When the winter ice melted in April 1850, residents of Saco, Maine, made a gruesome discovery: the body of a young girl submerged in a stream. Thanks to evidence left at the scene, a local physician was arrested and tried for the death of Mary Bean, the name given to the unidentified young girl; the cause of death was failed abortion. Garnering extensive newspaper coverage, the trial revealed many secrets: a poorly trained doctor, connections to an unsolved murder in New Hampshire, and the true identity of “Mary Bean”—a young Canadian mill worker named Berengera Caswell, missing since the previous winter. The Murder of Mary Bean and Other Stories examines the series of events that led Caswell to become Mary Bean and the intense curiosity and anxiety stimulated by this heavily watched trial.

In addition to the sensationalist murder accounts, De Wolfe looks back at these events through a wide-angle lens exploring such themes as the rapid social changes brought about by urbanization and industrialization in antebellum nineteenth-century society, factory work and the changing roles for women, unregulated sexuality and the specter of abortion, and the sentimental novel as a guidebook. She posits that the real threat to women in the nineteenth century was not murder but a society that had ambiguous feelings about the role of women in the economic system, in education, and as independent citizens.

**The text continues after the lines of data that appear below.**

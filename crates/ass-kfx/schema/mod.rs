//! Schema-driven marshalling of `Key: Value` sections
//!
//! Meta records (`[Script Info]`, `[Aegisub Project Garbage]`) are plain
//! structs of optional fields. Each record type carries a compile-time field
//! table: an ordered list of `(wire name, internal name, codec)` entries
//! produced by [`schema_record!`]. [`decode`] and [`encode`] are generic over
//! that table, so adding a key is one line in the record definition.
//!
//! # Name transformation
//!
//! Wire names are `Title Case With Spaces` (`PlayResX`, `YCbCr Matrix`).
//! Internal names replace spaces with `_`, insert `_` before every uppercase
//! letter after the first character, and lowercase the result
//! (`play_res_x`, `y_cb_cr__matrix`). The reverse splits on `_`, turns each
//! empty piece into a space and title-cases the rest. Every table entry
//! satisfies both directions; the record tests check this.
//!
//! # Examples
//!
//! ```rust
//! use ass_kfx::parser::ast::ScriptInfo;
//! use ass_kfx::schema;
//!
//! let text = "Title: Demo\nPlayResX: 1280\nPlayResY: 720\nUnknown Key: dropped\n";
//! let info: ScriptInfo = schema::decode(text)?;
//! assert_eq!(info.play_res(), Some((1280, 720)));
//! assert_eq!(schema::encode(&info, &[]), "Title: Demo\nPlayResX: 1280\nPlayResY: 720\n");
//! # Ok::<(), ass_kfx::parser::errors::ParseError>(())
//! ```

pub mod values;

pub use values::{AssBool, FieldCodec};

use crate::parser::errors::ParseError;

/// One entry of a record's field table
pub struct Field<R> {
    /// Key as written in the section (`PlayResX`)
    pub wire_name: &'static str,
    /// Key after the name transformation (`play_res_x`)
    pub internal_name: &'static str,
    /// Coerce text and assign the field
    pub decode: fn(&mut R, &str) -> Result<(), String>,
    /// Render the field if it has a value
    pub encode: fn(&R) -> Option<String>,
}

impl<R> core::fmt::Debug for Field<R> {
    fn fmt(&self, f: &mut core::fmt::Formatter<'_>) -> core::fmt::Result {
        f.debug_struct("Field")
            .field("wire_name", &self.wire_name)
            .field("internal_name", &self.internal_name)
            .finish_non_exhaustive()
    }
}

/// A record type backed by a field table
pub trait Schema: Default + Sized + 'static {
    /// Fields in declaration (and serialization) order
    fn fields() -> &'static [Field<Self>];

    /// Look up a field by its internal name
    fn field(internal_name: &str) -> Option<&'static Field<Self>> {
        Self::fields()
            .iter()
            .find(|field| field.internal_name == internal_name)
    }

    /// Number of fields that currently have a value
    fn present_count(&self) -> usize {
        Self::fields()
            .iter()
            .filter(|field| (field.encode)(self).is_some())
            .count()
    }
}

/// Transform a section key into its internal field name
///
/// ```rust
/// use ass_kfx::schema::to_internal_name;
///
/// assert_eq!(to_internal_name("PlayResX"), "play_res_x");
/// assert_eq!(to_internal_name("Video AR Mode"), "video__a_r__mode");
/// ```
#[must_use]
pub fn to_internal_name(wire_name: &str) -> String {
    let mut out = String::with_capacity(wire_name.len() + 4);
    for (i, c) in wire_name.chars().enumerate() {
        if c == ' ' {
            out.push('_');
            continue;
        }
        if i > 0 && c.is_ascii_uppercase() {
            out.push('_');
        }
        out.push(c.to_ascii_lowercase());
    }
    out
}

/// Transform an internal field name back into its section key
///
/// ```rust
/// use ass_kfx::schema::to_wire_name;
///
/// assert_eq!(to_wire_name("play_res_x"), "PlayResX");
/// assert_eq!(to_wire_name("y_cb_cr__matrix"), "YCbCr Matrix");
/// ```
#[must_use]
pub fn to_wire_name(internal_name: &str) -> String {
    internal_name
        .split('_')
        .map(|piece| {
            if piece.is_empty() {
                " ".to_string()
            } else {
                title_case(piece)
            }
        })
        .collect()
}

fn title_case(word: &str) -> String {
    let mut out = String::with_capacity(word.len());
    let mut boundary = true;
    for c in word.chars() {
        if boundary {
            out.extend(c.to_uppercase());
        } else {
            out.extend(c.to_lowercase());
        }
        boundary = !c.is_alphabetic();
    }
    out
}

/// Decode a section body into a record
///
/// Lines are split at the first `": "`. Comment lines (`;`) and lines
/// without a separator are skipped, as are keys the record does not
/// declare.
///
/// # Errors
///
/// Returns [`ParseError::InvalidField`] carrying the zero-based line index
/// within `text` when a value cannot be coerced to its field type.
pub fn decode<R: Schema>(text: &str) -> Result<R, ParseError> {
    let mut record = R::default();
    for (index, line) in text.lines().enumerate() {
        if line.starts_with(';') {
            continue;
        }
        let Some((key, value)) = line.split_once(": ") else {
            continue;
        };
        let internal = to_internal_name(key);
        match R::field(&internal) {
            Some(field) => (field.decode)(&mut record, value).map_err(|reason| {
                ParseError::invalid_value(field.internal_name, value, reason).at_line(index, line)
            })?,
            None => log::trace!("dropping unknown key `{key}`"),
        }
    }
    Ok(record)
}

/// Encode a record back into section text
///
/// `comment` lines are written first, each prefixed with `; ` unless it
/// already starts with `;`. Fields follow in declaration order, one
/// `Key: Value` line per field that has a value.
#[must_use]
pub fn encode<R: Schema>(record: &R, comment: &[&str]) -> String {
    let mut out = String::new();
    for line in comment {
        if !line.starts_with(';') {
            out.push_str("; ");
        }
        out.push_str(line);
        out.push('\n');
    }
    for field in R::fields() {
        if let Some(value) = (field.encode)(record) {
            out.push_str(field.wire_name);
            out.push_str(": ");
            out.push_str(&value);
            out.push('\n');
        }
    }
    out
}

/// Declare a meta record and its field table
///
/// Every field is stored as `Option<T>` where `T: FieldCodec`. Fields
/// without `pub` are exposed through hand-written accessors.
macro_rules! schema_record {
    (
        $(#[$meta:meta])*
        $vis:vis struct $name:ident {
            $(
                $(#[$fmeta:meta])*
                $wire:literal as $internal:literal => $fvis:vis $field:ident: $ty:ty,
            )*
        }
    ) => {
        $(#[$meta])*
        #[derive(Debug, Clone, Default, PartialEq)]
        #[cfg_attr(feature = "serde", derive(serde::Serialize, serde::Deserialize))]
        $vis struct $name {
            $(
                $(#[$fmeta])*
                $fvis $field: Option<$ty>,
            )*
        }

        impl $crate::schema::Schema for $name {
            fn fields() -> &'static [$crate::schema::Field<Self>] {
                const FIELDS: &[$crate::schema::Field<$name>] = &[
                    $(
                        $crate::schema::Field {
                            wire_name: $wire,
                            internal_name: $internal,
                            decode: |record: &mut $name, raw: &str| {
                                record.$field =
                                    Some(<$ty as $crate::schema::FieldCodec>::decode(raw)?);
                                Ok(())
                            },
                            encode: |record: &$name| {
                                record
                                    .$field
                                    .as_ref()
                                    .map($crate::schema::FieldCodec::encode)
                            },
                        },
                    )*
                ];
                FIELDS
            }
        }
    };
}

pub(crate) use schema_record;

#[cfg(test)]
mod tests {
    use super::*;

    schema_record! {
        struct Sample {
            "Title" as "title" => pub title: String,
            "PlayResX" as "play_res_x" => pub play_res_x: i64,
            "Zoom" as "zoom" => pub zoom: f64,
            "Flag" as "flag" => flag: AssBool,
        }
    }

    #[test]
    fn name_transform_examples() {
        assert_eq!(to_internal_name("Title"), "title");
        assert_eq!(to_internal_name("WrapStyle"), "wrap_style");
        assert_eq!(to_internal_name("YCbCr Matrix"), "y_cb_cr__matrix");
        assert_eq!(to_internal_name("Script Updated By"), "script__updated__by");
        assert_eq!(to_wire_name("wrap_style"), "WrapStyle");
        assert_eq!(to_wire_name("script__updated__by"), "Script Updated By");
        assert_eq!(to_wire_name("video__a_r__mode"), "Video AR Mode");
    }

    #[test]
    fn table_is_consistent_with_transform() {
        for field in Sample::fields() {
            assert_eq!(to_internal_name(field.wire_name), field.internal_name);
            assert_eq!(to_wire_name(field.internal_name), field.wire_name);
        }
    }

    #[test]
    fn decode_assigns_known_keys_and_drops_unknown() {
        let text = "; a comment: ignored\nTitle: Hello: World\nMystery: 1\nPlayResX: 640\n\nFlag: yes\n";
        let sample: Sample = decode(text).expect("valid section");
        assert_eq!(sample.title.as_deref(), Some("Hello: World"));
        assert_eq!(sample.play_res_x, Some(640));
        assert_eq!(sample.zoom, None);
        assert_eq!(sample.flag, Some(AssBool::Yes));
        assert_eq!(sample.present_count(), 3);
    }

    #[test]
    fn decode_failure_is_located() {
        let err = decode::<Sample>("Title: ok\nPlayResX: wide\n").expect_err("bad integer");
        assert_eq!(err.line_index(), Some(1));
        let msg = err.to_string();
        assert!(msg.contains("PlayResX: wide"));
        assert!(msg.contains("play_res_x"));
    }

    #[test]
    fn encode_in_declaration_order_with_comment() {
        let sample = Sample {
            title: Some("Demo".to_string()),
            play_res_x: None,
            zoom: Some(1.0),
            flag: Some(AssBool::No),
        };
        let text = encode(&sample, &["generated", "; already prefixed"]);
        assert_eq!(
            text,
            "; generated\n; already prefixed\nTitle: Demo\nZoom: 1\nFlag: no\n"
        );
    }

    #[test]
    fn round_trip_is_identical() {
        let text = "Title: Demo\nPlayResX: 1920\nZoom: 0.75\nFlag: \n";
        let sample: Sample = decode(text).expect("valid section");
        assert_eq!(encode(&sample, &[]), text);
    }
}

Sure to place this case among the classics of crime literature, The Murder of Mary Bean and Other Stories features two reprinted accounts of Caswell’s death, both fictional and originally printed in the 1850s, as well as an introduction that places these salacious accounts in a historical context. This book serves not simply as true crime but, rather, presents a seamy side of rapid industrial growth and the public anxiety over the emerging economic roles of women.

Elizabeth A. De Wolfe is associate professor of history at the University of New England in Biddeford, Maine. She is coeditor (with Thomas S. Edwards) of Such News of the Land: U.S. Women Nature Writers (2001) and the author of Shaking the Faith: Women, Family and Mary Marshall Dyer’s Anti-Shaker Campaign, 1815–1867 (2002), which received the 2003 Outstanding Publication Award from the Communal Studies Association.